■ Records provided
* * * * * * * * *

//! Background delivery of claimable outbox events.
//!
//! The worker polls on a fixed interval, claims a batch of due BOOK_SUPPLIER
//! events under its own lock, and hands each to the booking processor. A
//! worker that dies mid-batch leaves IN_PROGRESS rows whose locks expire
//! after the configured TTL, at which point any other worker claims them.

use std::sync::Arc;

use tokio::sync::watch;

use surebook_core::{Clock, OutboxStore, Storage, StorageTx, event_types};

use crate::config::{OutboxConfig, WorkerConfig};
use crate::handlers::{HandlerError, ProcessOutboxBookSupplier};

/// Polls the outbox and delivers due booking events.
pub struct OutboxWorker {
    storage: Arc<dyn Storage>,
    handler: Arc<ProcessOutboxBookSupplier>,
    config: WorkerConfig,
    outbox: OutboxConfig,
    clock: Arc<dyn Clock>,
    worker_id: String,
}

impl OutboxWorker {
    /// Builds a worker with a fresh random identity.
    ///
    /// The identity is what claim locks are held under; two workers sharing
    /// one id would steal each other's claims.
    #[must_use]
    pub fn new(
        storage: Arc<dyn Storage>,
        handler: Arc<ProcessOutboxBookSupplier>,
        config: WorkerConfig,
        outbox: OutboxConfig,
        clock: Arc<dyn Clock>,
    ) -> Self {
        Self {
            storage,
            handler,
            config,
            outbox,
            clock,
            worker_id: format!("worker-{:08x}", rand::random::<u32>()),
        }
    }

    /// The identity this worker claims events under.
    #[must_use]
    pub fn worker_id(&self) -> &str {
        &self.worker_id
    }

    /// Polls until `shutdown` flips to `true` or its sender is dropped.
    pub async fn run(&self, mut shutdown: watch::Receiver<bool>) {
        tracing::info!(worker_id = %self.worker_id, "Outbox worker started");
        let poll_interval = self.config.poll_interval();
        loop {
            tokio::select! {
                changed = shutdown.changed() => {
                    if changed.is_err() || *shutdown.borrow() {
                        break;
                    }
                }
                () = tokio::time::sleep(poll_interval) => {
                    match self.tick().await {
                        Ok(0) => {}
                        Ok(processed) => {
                            tracing::debug!(
                                worker_id = %self.worker_id,
                                processed,
                                "Outbox poll settled events"
                            );
                        }
                        Err(error) => {
                            tracing::error!(
                                worker_id = %self.worker_id,
                                %error,
                                "Outbox poll failed"
                            );
                        }
                    }
                }
            }
        }
        tracing::info!(worker_id = %self.worker_id, "Outbox worker stopped");
    }

    /// Claims one batch of due events and processes each in turn.
    ///
    /// Returns how many events were settled. An event whose processing fails
    /// is logged and skipped, not retried here: it stays IN_PROGRESS under
    /// this worker's lock and becomes claimable again once the lock expires.
    ///
    /// # Errors
    ///
    /// Returns an error when the claim itself fails; per-event failures do
    /// not abort the batch.
    pub async fn tick(&self) -> Result<usize, HandlerError> {
        let now = self.clock.now();
        let mut tx = self.storage.begin().await?;
        let events = tx
            .claim_ready(
                event_types::BOOK_SUPPLIER,
                self.config.batch_size,
                &self.worker_id,
                now,
                self.outbox.lock_ttl(),
            )
            .await?;
        tx.commit().await?;
        if events.is_empty() {
            return Ok(0);
        }
        metrics::counter!("surebook_outbox_claims_total").increment(events.len() as u64);

        let mut processed = 0;
        for event in events {
            // The event id doubles as the supplier idempotency key: stable
            // across redeliveries of the same event, distinct across events.
            let idem_key = event.id.to_string();
            match self.handler.process_claimed(&event, &idem_key).await {
                Ok(outcome) => {
                    processed += 1;
                    tracing::debug!(
                        event_id = %event.id,
                        reservation_code = %event.aggregate_code,
                        ?outcome,
                        "Outbox event settled"
                    );
                }
                Err(error) => {
                    tracing::error!(
                        event_id = %event.id,
                        reservation_code = %event.aggregate_code,
                        %error,
                        "Outbox event left for lock-expiry recovery"
                    );
                }
            }
        }
        Ok(processed)
    }
}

* * * * * * * * *

■ Exercise aim
Give back exactly the material above from its opening line to the line bearing "pub struct OutboxWorker".

■ Solution
//! Background delivery of claimable outbox events.
//!
//! The worker polls on a fixed interval, claims a batch of due BOOK_SUPPLIER
//! events under its own lock, and hands each to the booking processor. A
//! worker that dies mid-batch leaves IN_PROGRESS rows whose locks expire
//! after the configured TTL, at which point any other worker claims them.

use std::sync::Arc;

use tokio::sync::watch;

use surebook_core::{Clock, OutboxStore, Storage, StorageTx, event_types};

use crate::config::{OutboxConfig, WorkerConfig};
use crate::handlers::{HandlerError, ProcessOutboxBookSupplier};

/// Polls the outbox and delivers due booking events.
pub struct OutboxWorker {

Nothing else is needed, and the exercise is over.